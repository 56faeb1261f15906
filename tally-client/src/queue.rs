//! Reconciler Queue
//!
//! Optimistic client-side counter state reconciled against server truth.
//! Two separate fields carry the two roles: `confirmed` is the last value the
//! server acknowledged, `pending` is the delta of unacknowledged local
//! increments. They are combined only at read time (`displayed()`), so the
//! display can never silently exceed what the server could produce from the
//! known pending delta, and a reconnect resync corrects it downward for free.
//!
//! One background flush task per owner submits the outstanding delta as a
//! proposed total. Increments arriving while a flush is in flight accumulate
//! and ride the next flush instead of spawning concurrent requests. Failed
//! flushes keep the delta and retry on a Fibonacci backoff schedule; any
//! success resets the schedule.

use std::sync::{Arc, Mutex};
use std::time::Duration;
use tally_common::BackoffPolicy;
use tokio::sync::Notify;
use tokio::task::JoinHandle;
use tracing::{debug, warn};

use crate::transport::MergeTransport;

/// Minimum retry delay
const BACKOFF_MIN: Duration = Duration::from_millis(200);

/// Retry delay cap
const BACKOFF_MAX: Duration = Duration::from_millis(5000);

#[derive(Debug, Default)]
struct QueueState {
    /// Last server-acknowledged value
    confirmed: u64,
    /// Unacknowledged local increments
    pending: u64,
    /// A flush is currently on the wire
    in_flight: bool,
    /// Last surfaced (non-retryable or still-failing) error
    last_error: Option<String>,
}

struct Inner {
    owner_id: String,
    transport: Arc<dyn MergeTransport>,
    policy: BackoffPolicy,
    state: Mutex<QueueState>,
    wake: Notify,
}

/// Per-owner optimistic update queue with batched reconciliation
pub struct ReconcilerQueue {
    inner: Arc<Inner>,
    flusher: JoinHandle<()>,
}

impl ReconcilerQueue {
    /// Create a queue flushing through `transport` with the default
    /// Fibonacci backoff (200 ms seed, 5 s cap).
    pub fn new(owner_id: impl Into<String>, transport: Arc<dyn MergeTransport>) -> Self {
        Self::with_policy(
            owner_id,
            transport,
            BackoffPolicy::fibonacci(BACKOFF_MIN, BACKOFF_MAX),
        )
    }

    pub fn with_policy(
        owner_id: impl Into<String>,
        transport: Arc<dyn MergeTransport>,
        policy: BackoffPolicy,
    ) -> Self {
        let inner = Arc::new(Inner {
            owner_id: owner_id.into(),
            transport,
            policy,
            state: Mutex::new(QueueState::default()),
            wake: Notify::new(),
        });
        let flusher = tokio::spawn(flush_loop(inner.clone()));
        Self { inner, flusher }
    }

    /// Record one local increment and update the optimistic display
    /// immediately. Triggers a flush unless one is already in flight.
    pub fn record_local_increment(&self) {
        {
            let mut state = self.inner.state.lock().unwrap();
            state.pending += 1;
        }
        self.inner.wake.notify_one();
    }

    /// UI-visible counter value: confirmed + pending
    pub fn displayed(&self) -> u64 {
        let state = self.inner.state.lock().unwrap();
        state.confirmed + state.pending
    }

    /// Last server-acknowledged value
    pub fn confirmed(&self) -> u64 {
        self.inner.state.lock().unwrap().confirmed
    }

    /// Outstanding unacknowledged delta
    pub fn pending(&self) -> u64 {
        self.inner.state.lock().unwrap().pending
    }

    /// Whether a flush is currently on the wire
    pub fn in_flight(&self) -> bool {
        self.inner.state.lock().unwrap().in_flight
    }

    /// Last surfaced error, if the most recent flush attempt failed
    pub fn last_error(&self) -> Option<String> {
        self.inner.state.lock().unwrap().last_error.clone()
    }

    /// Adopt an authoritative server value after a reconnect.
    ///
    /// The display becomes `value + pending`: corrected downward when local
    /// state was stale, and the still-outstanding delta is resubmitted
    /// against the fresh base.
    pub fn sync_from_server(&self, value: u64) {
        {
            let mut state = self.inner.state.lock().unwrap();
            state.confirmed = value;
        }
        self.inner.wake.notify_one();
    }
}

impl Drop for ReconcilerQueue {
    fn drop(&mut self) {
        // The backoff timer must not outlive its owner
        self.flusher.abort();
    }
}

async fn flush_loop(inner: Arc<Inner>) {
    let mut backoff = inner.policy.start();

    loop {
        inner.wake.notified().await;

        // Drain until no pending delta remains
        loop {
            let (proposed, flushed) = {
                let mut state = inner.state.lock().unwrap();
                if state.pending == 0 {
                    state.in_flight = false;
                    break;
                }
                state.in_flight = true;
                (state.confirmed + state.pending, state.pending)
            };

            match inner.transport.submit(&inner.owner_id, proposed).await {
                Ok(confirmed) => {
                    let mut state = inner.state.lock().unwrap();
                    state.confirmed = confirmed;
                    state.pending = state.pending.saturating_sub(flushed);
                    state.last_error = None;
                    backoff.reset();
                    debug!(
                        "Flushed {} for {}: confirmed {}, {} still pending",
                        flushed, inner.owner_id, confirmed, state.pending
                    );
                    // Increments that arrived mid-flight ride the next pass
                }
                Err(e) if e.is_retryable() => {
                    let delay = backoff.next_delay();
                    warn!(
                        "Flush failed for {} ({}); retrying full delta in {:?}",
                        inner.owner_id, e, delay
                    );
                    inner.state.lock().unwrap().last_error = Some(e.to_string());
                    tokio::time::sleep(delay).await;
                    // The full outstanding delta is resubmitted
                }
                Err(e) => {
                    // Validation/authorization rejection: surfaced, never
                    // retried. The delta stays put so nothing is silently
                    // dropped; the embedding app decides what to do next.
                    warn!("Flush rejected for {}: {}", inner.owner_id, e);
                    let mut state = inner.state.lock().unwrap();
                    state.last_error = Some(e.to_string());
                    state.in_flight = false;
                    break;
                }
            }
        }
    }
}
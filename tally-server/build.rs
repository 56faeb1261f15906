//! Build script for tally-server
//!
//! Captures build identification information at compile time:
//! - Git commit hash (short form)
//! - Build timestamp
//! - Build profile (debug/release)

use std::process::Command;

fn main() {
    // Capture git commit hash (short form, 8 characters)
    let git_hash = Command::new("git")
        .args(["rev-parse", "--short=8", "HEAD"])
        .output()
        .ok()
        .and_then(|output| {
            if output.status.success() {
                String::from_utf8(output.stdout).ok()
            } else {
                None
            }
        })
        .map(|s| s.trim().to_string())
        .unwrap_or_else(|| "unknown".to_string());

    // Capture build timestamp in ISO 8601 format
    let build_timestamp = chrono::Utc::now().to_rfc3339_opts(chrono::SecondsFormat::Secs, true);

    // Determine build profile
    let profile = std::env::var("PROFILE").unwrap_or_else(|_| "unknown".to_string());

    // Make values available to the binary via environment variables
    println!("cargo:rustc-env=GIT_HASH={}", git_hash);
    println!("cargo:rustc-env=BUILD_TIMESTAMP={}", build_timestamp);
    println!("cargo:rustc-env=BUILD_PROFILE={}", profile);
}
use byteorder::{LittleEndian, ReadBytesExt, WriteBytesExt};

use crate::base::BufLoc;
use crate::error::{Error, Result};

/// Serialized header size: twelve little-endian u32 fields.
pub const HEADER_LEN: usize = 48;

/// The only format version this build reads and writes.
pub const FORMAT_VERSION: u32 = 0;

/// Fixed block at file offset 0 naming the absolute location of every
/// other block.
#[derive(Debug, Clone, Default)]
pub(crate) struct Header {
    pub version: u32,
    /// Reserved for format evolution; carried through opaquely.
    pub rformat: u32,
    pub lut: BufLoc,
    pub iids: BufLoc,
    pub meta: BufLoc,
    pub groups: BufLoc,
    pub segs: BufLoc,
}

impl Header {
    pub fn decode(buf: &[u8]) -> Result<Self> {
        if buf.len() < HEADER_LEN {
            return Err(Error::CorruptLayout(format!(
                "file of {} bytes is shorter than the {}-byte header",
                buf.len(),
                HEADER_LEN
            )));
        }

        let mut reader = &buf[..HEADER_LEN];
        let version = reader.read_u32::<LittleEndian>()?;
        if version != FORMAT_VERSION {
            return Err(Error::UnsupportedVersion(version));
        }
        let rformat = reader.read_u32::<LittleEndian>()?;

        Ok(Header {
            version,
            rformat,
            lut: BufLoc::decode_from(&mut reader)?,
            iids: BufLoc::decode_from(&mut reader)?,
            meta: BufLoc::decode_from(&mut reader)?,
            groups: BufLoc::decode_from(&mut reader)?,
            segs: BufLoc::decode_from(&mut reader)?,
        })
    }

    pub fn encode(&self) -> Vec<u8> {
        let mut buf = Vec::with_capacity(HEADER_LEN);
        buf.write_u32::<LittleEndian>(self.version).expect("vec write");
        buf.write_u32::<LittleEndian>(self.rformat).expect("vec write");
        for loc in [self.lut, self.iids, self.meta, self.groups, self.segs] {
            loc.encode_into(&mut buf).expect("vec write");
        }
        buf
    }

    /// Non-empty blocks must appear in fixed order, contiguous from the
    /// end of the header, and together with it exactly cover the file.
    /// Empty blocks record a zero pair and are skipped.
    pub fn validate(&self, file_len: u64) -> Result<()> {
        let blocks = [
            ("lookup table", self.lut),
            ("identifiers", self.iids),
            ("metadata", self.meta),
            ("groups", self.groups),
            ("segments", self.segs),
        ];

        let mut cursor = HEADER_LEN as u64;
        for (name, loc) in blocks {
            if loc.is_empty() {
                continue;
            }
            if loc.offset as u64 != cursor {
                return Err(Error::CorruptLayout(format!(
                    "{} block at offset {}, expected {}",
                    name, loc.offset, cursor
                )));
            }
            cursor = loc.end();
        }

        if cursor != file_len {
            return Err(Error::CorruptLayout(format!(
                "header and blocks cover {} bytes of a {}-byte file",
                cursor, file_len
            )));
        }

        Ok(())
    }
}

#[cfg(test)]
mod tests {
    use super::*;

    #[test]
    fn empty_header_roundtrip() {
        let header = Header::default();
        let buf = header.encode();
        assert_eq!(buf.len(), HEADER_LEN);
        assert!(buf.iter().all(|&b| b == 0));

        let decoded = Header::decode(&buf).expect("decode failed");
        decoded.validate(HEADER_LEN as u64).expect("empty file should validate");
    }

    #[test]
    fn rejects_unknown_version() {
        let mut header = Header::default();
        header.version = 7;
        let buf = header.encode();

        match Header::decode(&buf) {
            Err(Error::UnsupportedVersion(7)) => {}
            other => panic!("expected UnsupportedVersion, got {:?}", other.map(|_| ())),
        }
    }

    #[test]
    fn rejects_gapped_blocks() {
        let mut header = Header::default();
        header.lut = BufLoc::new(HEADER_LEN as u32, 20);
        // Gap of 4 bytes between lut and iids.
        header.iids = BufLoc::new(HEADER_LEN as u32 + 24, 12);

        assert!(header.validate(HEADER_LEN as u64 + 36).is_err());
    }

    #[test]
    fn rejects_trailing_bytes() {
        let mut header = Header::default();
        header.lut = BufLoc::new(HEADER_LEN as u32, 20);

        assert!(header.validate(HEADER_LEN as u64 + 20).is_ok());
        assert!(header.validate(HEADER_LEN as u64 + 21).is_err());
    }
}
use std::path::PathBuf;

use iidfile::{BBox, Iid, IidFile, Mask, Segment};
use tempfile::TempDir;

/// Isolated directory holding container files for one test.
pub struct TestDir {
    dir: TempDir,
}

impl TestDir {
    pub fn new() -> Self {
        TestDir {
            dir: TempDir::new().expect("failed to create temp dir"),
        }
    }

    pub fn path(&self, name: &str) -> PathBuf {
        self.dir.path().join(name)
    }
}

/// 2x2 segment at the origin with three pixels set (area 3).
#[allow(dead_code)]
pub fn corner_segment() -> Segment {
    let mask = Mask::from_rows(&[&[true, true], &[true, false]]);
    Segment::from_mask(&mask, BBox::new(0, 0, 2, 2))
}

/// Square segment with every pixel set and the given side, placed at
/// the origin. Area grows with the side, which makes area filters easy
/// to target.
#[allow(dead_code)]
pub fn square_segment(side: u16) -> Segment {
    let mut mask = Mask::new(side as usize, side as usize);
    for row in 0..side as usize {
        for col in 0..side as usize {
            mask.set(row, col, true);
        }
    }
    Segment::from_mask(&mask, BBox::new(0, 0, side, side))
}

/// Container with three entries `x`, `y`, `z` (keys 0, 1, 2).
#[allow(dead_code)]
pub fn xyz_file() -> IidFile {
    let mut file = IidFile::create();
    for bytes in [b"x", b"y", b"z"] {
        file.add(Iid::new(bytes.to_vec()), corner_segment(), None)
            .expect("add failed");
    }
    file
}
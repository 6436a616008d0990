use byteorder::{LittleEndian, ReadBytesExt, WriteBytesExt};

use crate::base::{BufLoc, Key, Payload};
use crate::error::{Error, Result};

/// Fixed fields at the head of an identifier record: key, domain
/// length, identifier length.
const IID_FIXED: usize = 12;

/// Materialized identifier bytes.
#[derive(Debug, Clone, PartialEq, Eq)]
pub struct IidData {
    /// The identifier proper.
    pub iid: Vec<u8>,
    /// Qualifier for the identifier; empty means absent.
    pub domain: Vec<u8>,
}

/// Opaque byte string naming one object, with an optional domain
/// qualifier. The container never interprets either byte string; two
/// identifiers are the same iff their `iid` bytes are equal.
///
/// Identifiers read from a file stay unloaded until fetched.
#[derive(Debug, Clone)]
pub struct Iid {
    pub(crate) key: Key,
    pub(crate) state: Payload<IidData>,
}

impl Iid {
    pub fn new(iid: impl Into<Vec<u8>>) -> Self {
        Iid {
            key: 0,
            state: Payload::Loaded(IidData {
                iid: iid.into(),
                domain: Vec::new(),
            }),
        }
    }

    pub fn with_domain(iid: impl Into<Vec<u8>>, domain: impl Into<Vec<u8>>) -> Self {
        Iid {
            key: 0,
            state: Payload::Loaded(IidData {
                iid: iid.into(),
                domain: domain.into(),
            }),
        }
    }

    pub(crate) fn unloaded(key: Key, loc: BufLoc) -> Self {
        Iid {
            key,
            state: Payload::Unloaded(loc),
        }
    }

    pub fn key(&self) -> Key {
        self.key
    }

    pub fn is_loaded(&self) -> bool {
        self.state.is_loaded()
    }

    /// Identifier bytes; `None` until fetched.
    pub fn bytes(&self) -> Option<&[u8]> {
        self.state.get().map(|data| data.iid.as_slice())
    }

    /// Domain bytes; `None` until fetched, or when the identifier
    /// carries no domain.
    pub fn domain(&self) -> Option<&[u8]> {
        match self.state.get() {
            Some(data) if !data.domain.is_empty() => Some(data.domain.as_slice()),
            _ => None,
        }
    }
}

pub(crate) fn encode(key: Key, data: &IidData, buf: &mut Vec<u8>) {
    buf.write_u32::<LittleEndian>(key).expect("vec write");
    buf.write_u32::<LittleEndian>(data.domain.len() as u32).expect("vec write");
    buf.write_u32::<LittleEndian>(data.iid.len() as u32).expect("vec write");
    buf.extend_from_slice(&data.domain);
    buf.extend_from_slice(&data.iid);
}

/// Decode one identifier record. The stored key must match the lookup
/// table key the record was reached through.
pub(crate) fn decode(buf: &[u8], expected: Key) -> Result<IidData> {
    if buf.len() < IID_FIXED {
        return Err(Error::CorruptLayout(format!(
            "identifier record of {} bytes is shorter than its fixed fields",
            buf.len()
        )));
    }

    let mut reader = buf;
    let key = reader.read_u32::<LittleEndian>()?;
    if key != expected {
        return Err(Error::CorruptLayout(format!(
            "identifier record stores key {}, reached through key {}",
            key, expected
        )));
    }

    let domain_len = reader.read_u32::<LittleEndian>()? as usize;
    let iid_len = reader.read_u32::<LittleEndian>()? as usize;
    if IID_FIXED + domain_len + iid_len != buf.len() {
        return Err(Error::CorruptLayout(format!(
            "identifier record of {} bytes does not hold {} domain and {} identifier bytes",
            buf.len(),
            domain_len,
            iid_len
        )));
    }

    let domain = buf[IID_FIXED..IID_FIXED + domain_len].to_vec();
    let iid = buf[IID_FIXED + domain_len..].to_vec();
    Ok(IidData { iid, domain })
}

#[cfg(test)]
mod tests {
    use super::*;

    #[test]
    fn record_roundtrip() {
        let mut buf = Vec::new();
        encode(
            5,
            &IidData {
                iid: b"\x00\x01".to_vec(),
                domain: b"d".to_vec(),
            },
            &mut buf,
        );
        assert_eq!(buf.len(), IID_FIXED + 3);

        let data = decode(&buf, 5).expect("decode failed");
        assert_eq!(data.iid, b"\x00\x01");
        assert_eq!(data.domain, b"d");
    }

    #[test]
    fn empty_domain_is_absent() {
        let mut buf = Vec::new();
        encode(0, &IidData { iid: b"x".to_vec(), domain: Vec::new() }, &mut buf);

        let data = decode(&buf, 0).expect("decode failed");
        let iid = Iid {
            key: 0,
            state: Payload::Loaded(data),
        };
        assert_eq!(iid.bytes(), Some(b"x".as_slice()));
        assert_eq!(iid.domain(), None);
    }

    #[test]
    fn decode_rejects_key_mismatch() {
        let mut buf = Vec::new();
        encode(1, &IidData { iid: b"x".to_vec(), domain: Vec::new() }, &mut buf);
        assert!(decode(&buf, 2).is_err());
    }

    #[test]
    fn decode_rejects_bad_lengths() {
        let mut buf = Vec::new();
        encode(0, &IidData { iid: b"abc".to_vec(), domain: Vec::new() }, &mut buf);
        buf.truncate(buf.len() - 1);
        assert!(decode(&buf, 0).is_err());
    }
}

□ □ □ □ □

| INSTRUCTIONS FOR THE TASK |
Copy out only the lines of the records above from the one with "pub fn in_flight(&self)" through the one with "downward when local", exactly as they stand, both included.

| EXERCISE OUTPUT |
    pub fn in_flight(&self) -> bool {
        self.inner.state.lock().unwrap().in_flight
    }

    /// Last surfaced error, if the most recent flush attempt failed
    pub fn last_error(&self) -> Option<String> {
        self.inner.state.lock().unwrap().last_error.clone()
    }

    /// Adopt an authoritative server value after a reconnect.
    ///
    /// The display becomes `value + pending`: corrected downward when local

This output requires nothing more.